Signet has helped fund DDI’s Sending Schools to Kids program, a project in the Democratic Republic of Congo (DRC), which is designed to provide educational opportunities to children living in some of the most impoverished regions of the world. Often lacking access to government educational services, many are forced to travel long distances along precarious trails to reach the closest school. As a consequence, they are inclined to drop out and go to work in the mines with their parents.

The goal of Sending Schools to Kids was to train teachers and send them into mining communities. DDI provided classrooms, furniture, uniforms, school materials and meals to the students, as well as clothing and materials to teachers. At the end of the first phase of the program, 100 percent of the students involved had passed their national exams and qualified for entry into high school.
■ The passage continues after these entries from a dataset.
//! Database error types.

use thiserror::Error;

/// Errors that can occur during database operations.
#[derive(Debug, Error)]
pub enum DatabaseError {
    /// SQLx error (connection, query, etc.)
    #[error("database error: {0}")]
    Sqlx(#[from] sqlx::Error),

    /// Migration error
    #[error("migration error: {0}")]
    Migration(#[from] sqlx::migrate::MigrateError),

    /// Record not found
    #[error("{entity} not found: {id}")]
    NotFound { entity: &'static str, id: String },

    /// Record already exists
    #[error("{entity} already exists: {id}")]
    AlreadyExists { entity: &'static str, id: String },

    /// Secret encryption or decryption failure
    #[error("cipher error: {0}")]
    Cipher(String),
}

/// Result type for database operations.
pub type Result<T> = std::result::Result<T, DatabaseError>;
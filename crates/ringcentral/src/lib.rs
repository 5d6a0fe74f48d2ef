//! RingCentral telephony client.
//!
//! Implements the [`pipeline_core::Telephony`] seam: signed-assertion token
//! exchange with near-expiry caching, paginated extension and call-log
//! listing with server-directed rate-limit handling, and recording downloads
//! with bounded backoff.

mod api_types;
mod client;
mod config;

pub use client::RingCentralClient;
pub use config::RingCentralConfig;
//! Extension mirror operations.
//!
//! Write operations take a `SqliteConnection` so a reconciliation pass can
//! apply all of its mutations inside one transaction.

use sqlx::{SqliteConnection, SqlitePool};

use crate::error::Result;
use crate::models::Extension;

/// List all mirrored extensions.
pub async fn list_all(pool: &SqlitePool) -> Result<Vec<Extension>> {
    let extensions = sqlx::query_as::<_, Extension>(
        r#"
        SELECT id, extension_id, name, extension_number, kind, enabled
        FROM extensions
        ORDER BY id
        "#,
    )
    .fetch_all(pool)
    .await?;

    Ok(extensions)
}

/// List extensions currently enabled.
pub async fn list_enabled(pool: &SqlitePool) -> Result<Vec<Extension>> {
    let extensions = sqlx::query_as::<_, Extension>(
        r#"
        SELECT id, extension_id, name, extension_number, kind, enabled
        FROM extensions
        WHERE enabled = 1
        ORDER BY id
        "#,
    )
    .fetch_all(pool)
    .await?;

    Ok(extensions)
}

/// Insert a newly seen extension, enabled.
pub async fn insert(
    conn: &mut SqliteConnection,
    extension_id: &str,
    name: &str,
    extension_number: Option<&str>,
    kind: Option<&str>,
) -> Result<()> {
    sqlx::query(
        r#"
        INSERT INTO extensions (extension_id, name, extension_number, kind, enabled)
        VALUES (?, ?, ?, ?, 1)
        "#,
    )
    .bind(extension_id)
    .bind(name)
    .bind(extension_number)
    .bind(kind)
    .execute(conn)
    .await?;

    Ok(())
}

/// Update the mutable fields of a mirrored extension and re-enable it.
pub async fn update_fields(
    conn: &mut SqliteConnection,
    extension_id: &str,
    name: &str,
    extension_number: Option<&str>,
    kind: Option<&str>,
) -> Result<()> {
    sqlx::query(
        r#"
        UPDATE extensions
        SET name = ?, extension_number = ?, kind = ?, enabled = 1,
            updated_at = datetime('now')
        WHERE extension_id = ?
        "#,
    )
    .bind(name)
    .bind(extension_number)
    .bind(kind)
    .bind(extension_id)
    .execute(conn)
    .await?;

    Ok(())
}

/// Disable an extension that disappeared from the roster.
pub async fn disable(conn: &mut SqliteConnection, extension_id: &str) -> Result<()> {
    sqlx::query(
        r#"
        UPDATE extensions
        SET enabled = 0, updated_at = datetime('now')
        WHERE extension_id = ?
        "#,
    )
    .bind(extension_id)
    .execute(conn)
    .await?;

    Ok(())
}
In the communities where its stores are located, Signet’s approach has been to support local charities and services providers, with a long-term goal of raising annual contributions to a level where they are equal to 1 percent of the company’s pre-tax earnings.

The campus of St. Jude Children’s Research Hospital in Memphis, Tennessee. Since 1999, Signet has provided more than $71 million worth of funding to the institution, which treats sick children without charging for their care.

Much of the attention has gone to supporting hospitals and support foundations catering to sick children, in the United States, Canada, the United Kingdom and Ireland. Among the largest of these is St. Jude Children’s Research Hospital, a pediatric treatment and research facility focusing on children’s catastrophic diseases, and in particularly leukemia and other cancers. Located in Memphis, Tennessee, patients are not charged for their care. Providing $5.4 million in support in 2019, Signet has funded St Jude’s to the tune of more $71 million since 1999.

“We have propagated a set of core values within Signet,” said David Bouffard, “which are people first, leading bravely, owning up to accountability, integrity and continuous improvement, and earning the trust of our customers and building relationships with them. In this content, Corporate Social Responsibility is not simply an altruistic activity. Strong and sustainable businesses can only be built on strong and sustainable societies.”